A robots.txt file gives instructions to web crawlers and search engine robots about which pages of your website to crawl and index.
After uploading and testing your robots.txt file, Google’s crawlers will automatically discover and fetch it. You don’t need to do anything.
If you’ve made updates to your robots.txt file and want to promptly refresh Google’s cached version, you can request a recrawl in the robots.txt report inside Google Search Console.
In this blog post, learn how to submit your robots.txt file to Google Search Console with a step-by-step guide.
How to Submit Your Robots.txt File to Google Search Console
1. Create and review your robots.txt file
To create a robots.txt file, you can use a text editor or an online tool like Free Robots.txt Generator.
In the file, use the appropriate syntax to define rules for web crawlers, specifying which areas of your website they are allowed or disallowed to access. You can also include directives for sitemaps, crawl delay, and other instructions. Once you have created your robots.txt file, save it as “robots.txt” (no quotes) without any extension.
Review your robots.txt file content to ensure that you are not blocking crawlers from indexing essential pages on your site accidentally. The file must be written in a way that ensures crawlers can navigate through your website and index important pages. Avoid using disallow statements for pages that you want crawling and indexing.
2. Upload Your Robots.txt File
Once the file is created and reviewed, the next step is to upload it to the root of your site. You can do this by connecting to your server via FTP or using a file manager provided by your hosting provider.
If you are using a Content Management System (CMS) like WordPress, you can access the root directory of your site through the CMS’s built-in file manager. Or install a plugin to manage your robots.txt file.
According to RFC 9309, the robots.txt file must be at the root of each protocol and host combination of your site. Cut off everything after the host (and optional port) in the URL of a file and add “/robots.txt” to determine the URL.

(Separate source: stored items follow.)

//! Simulated background processing.
//!
//! Nothing is actually processed: each task sleeps for a fixed delay and then
//! runs its completion. Tasks are registered under a [`TaskToken`] so they can
//! be awaited, cancelled, or coalesced when triggers overlap.

use std::collections::BTreeMap;
use std::fmt;
use std::future::Future;
use std::sync::atomic::{AtomicU64, Ordering};
use std::sync::{Arc, Mutex, MutexGuard};
use std::time::Duration;

use tokio::sync::watch;
use tokio::task::JoinHandle;
use tracing::debug;

/// What a processing task is pretending to do.
#[derive(Debug, Clone, Copy, PartialEq, Eq)]
pub enum TaskKind {
    /// Runs after files are received.
    FileProcessing,
    /// Runs after quiz generation is requested.
    QuizGeneration,
}

impl fmt::Display for TaskKind {
    fn fmt(&self, f: &mut fmt::Formatter<'_>) -> fmt::Result {
        match self {
            TaskKind::FileProcessing => f.write_str("file-processing"),
            TaskKind::QuizGeneration => f.write_str("quiz-generation"),
        }
    }
}

/// Identifies one scheduled task. Tokens increase monotonically.
#[derive(Debug, Clone, Copy, PartialEq, Eq, PartialOrd, Ord, Hash)]
pub struct TaskToken(u64);

impl TaskToken {
    pub fn id(&self) -> u64 {
        self.0
    }
}

impl fmt::Display for TaskToken {
    fn fmt(&self, f: &mut fmt::Formatter<'_>) -> fmt::Result {
        write!(f, "task-{}", self.0)
    }
}

/// A registered task. `done` flips to true once the completion has run; an
/// aborted task drops its sender instead.
#[derive(Debug)]
struct TaskEntry {
    kind: TaskKind,
    handle: JoinHandle<()>,
    done: watch::Receiver<bool>,
}

type TaskMap = BTreeMap<TaskToken, TaskEntry>;

/// Registry of pending processing tasks.
///
/// A task stays registered until it finishes or is cancelled. Waiting on it
/// never removes it, so an abandoned wait leaves it cancellable.
#[derive(Debug)]
pub struct ProcessingTasks {
    next_token: AtomicU64,
    tasks: Arc<Mutex<TaskMap>>,
    coalesce: bool,
}

impl ProcessingTasks {
    /// Independent tasks: overlapping triggers each run to completion.
    pub fn new() -> Self {
        Self::with_coalescing(false)
    }

    /// With `coalesce`, scheduling a task cancels every task still pending.
    pub fn with_coalescing(coalesce: bool) -> Self {
        Self {
            next_token: AtomicU64::new(1),
            tasks: Arc::new(Mutex::new(BTreeMap::new())),
            coalesce,
        }
    }

    pub fn coalesces(&self) -> bool {
        self.coalesce
    }

    fn lock(tasks: &Mutex<TaskMap>) -> MutexGuard<'_, TaskMap> {
        // A panicking completion cannot leave the map half-updated.
        tasks.lock().unwrap_or_else(|poisoned| poisoned.into_inner())
    }

    /// Schedule `completion` to run after `delay`.
    pub fn schedule<F>(&self, kind: TaskKind, delay: Duration, completion: F) -> TaskToken
    where
        F: Future<Output = ()> + Send + 'static,
    {
        if self.coalesce {
            let cancelled = self.cancel_all();
            if cancelled > 0 {
                debug!("Coalesced {} pending task(s) into new {} task", cancelled, kind);
            }
        }

        let token = TaskToken(self.next_token.fetch_add(1, Ordering::Relaxed));
        let registry = Arc::clone(&self.tasks);
        let (done_tx, done) = watch::channel(false);

        // Hold the lock across spawn so the task cannot deregister before it
        // has been registered.
        let mut tasks = Self::lock(&self.tasks);
        let handle = tokio::spawn(async move {
            tokio::time::sleep(delay).await;
            completion.await;
            Self::lock(&registry).remove(&token);
            done_tx.send_replace(true);
            debug!("{} {} finished", kind, token);
        });
        tasks.insert(token, TaskEntry { kind, handle, done });
        drop(tasks);

        debug!("Scheduled {} {} in {:?}", kind, token, delay);
        token
    }

    /// Cancel one pending task. Returns false if it already finished.
    pub fn cancel(&self, token: TaskToken) -> bool {
        let entry = Self::lock(&self.tasks).remove(&token);
        match entry {
            Some(entry) => {
                entry.handle.abort();
                debug!("Cancelled {} {}", entry.kind, token);
                true
            }
            None => false,
        }
    }

    /// Cancel every pending task, returning how many were cancelled.
    pub fn cancel_all(&self) -> usize {
        let drained = std::mem::take(&mut *Self::lock(&self.tasks));
        let count = drained.len();
        for entry in drained.into_values() {
            entry.handle.abort();
        }
        count
    }

    async fn wait_done(mut done: watch::Receiver<bool>) -> bool {
        // The sender is dropped without sending when the task is aborted.
        let finished = done.wait_for(|finished| *finished).await.is_ok();
        finished
    }

    /// Wait for a task to finish.
    ///
    /// Returns true if the task ran its completion, false if it was cancelled
    /// or was not pending at the time of the call. Dropping the returned
    /// future leaves the task registered.
    pub async fn join(&self, token: TaskToken) -> bool {
        let done = Self::lock(&self.tasks).get(&token).map(|e| e.done.clone());
        match done {
            Some(done) => Self::wait_done(done).await,
            None => false,
        }
    }

    /// Wait for every task pending at the time of the call.
    pub async fn join_all(&self) -> usize {
        let waits: Vec<_> = Self::lock(&self.tasks)
            .values()
            .map(|e| e.done.clone())
            .collect();
        let mut completed = 0;
        for done in waits {
            if Self::wait_done(done).await {
                completed += 1;
            }
        }
        completed
    }

    pub fn is_pending(&self, token: TaskToken) -> bool {
        Self::lock(&self.tasks).contains_key(&token)
    }

    /// Tokens of pending tasks, oldest first.
    pub fn pending(&self) -> Vec<(TaskToken, TaskKind)> {
        Self::lock(&self.tasks)
            .iter()
            .map(|(token, entry)| (*token, entry.kind))
            .collect()
    }
}

impl Default for ProcessingTasks {
    fn default() -> Self {
        Self::new()
    }
}

impl Drop for ProcessingTasks {
    fn drop(&mut self) {
        self.cancel_all();
    }
}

If you have subdomains, make sure they have their own robots.txt as Google consider them as a separate property. However, if your subdomains are set up as separate sites, they will need their own robots.txt files.
3. Request a recrawl or wait patiently
After uploading your robots.txt file, Google’s crawlers will automatically discover and fetch your robots.txt file. Just sit and wait patiently.
If you’ve updated robots.txt file, to promptly refresh Google’s cached version, you can request a recrawl in the robots.txt report to ask Google to refresh your cached version.
4. Test and monitor your robots.txt file
Changes in your site’s structure or content may require updates to the robots.txt file. Keep track of any changes and regularly review and update your file to avoid any potential issues with search engine crawling and indexing.
As Google has discontinued Robots.txt Testing Tool, you can use third-party testing tools, such as Logeix’s Robots.txt Testing Tool to check if you have properly allowed or disallowed pages on your site. Or you can use Search Console’s URL Inspection Tool to perform a “Live Test”.
If there are any problems detected, make the necessary adjustments and reupload the file. Keep in mind that it may take some time for changes to reflect in search engines, so be patient and monitor your site’s performance regularly.
To see how Google fetches your robots.txt file, you can now use the Robots.txt report in Google Search Console. Follow these steps to see the report:
- Open Google Search Console
- Click “Settings” in the left sidebar
- Navigate to Crawling > Robots.txt
- Select the “File” will allow you see the directives of the linked robots.txt
Final Words
For more information on robots.txt and best practices, refer to the Google Developer documentation. Remember that a well-managed robots.txt file plays a crucial role in your site’s SEO and overall performance.
Regularly review and update your file, and use the available tools to ensure that search engines can properly crawl and index your site.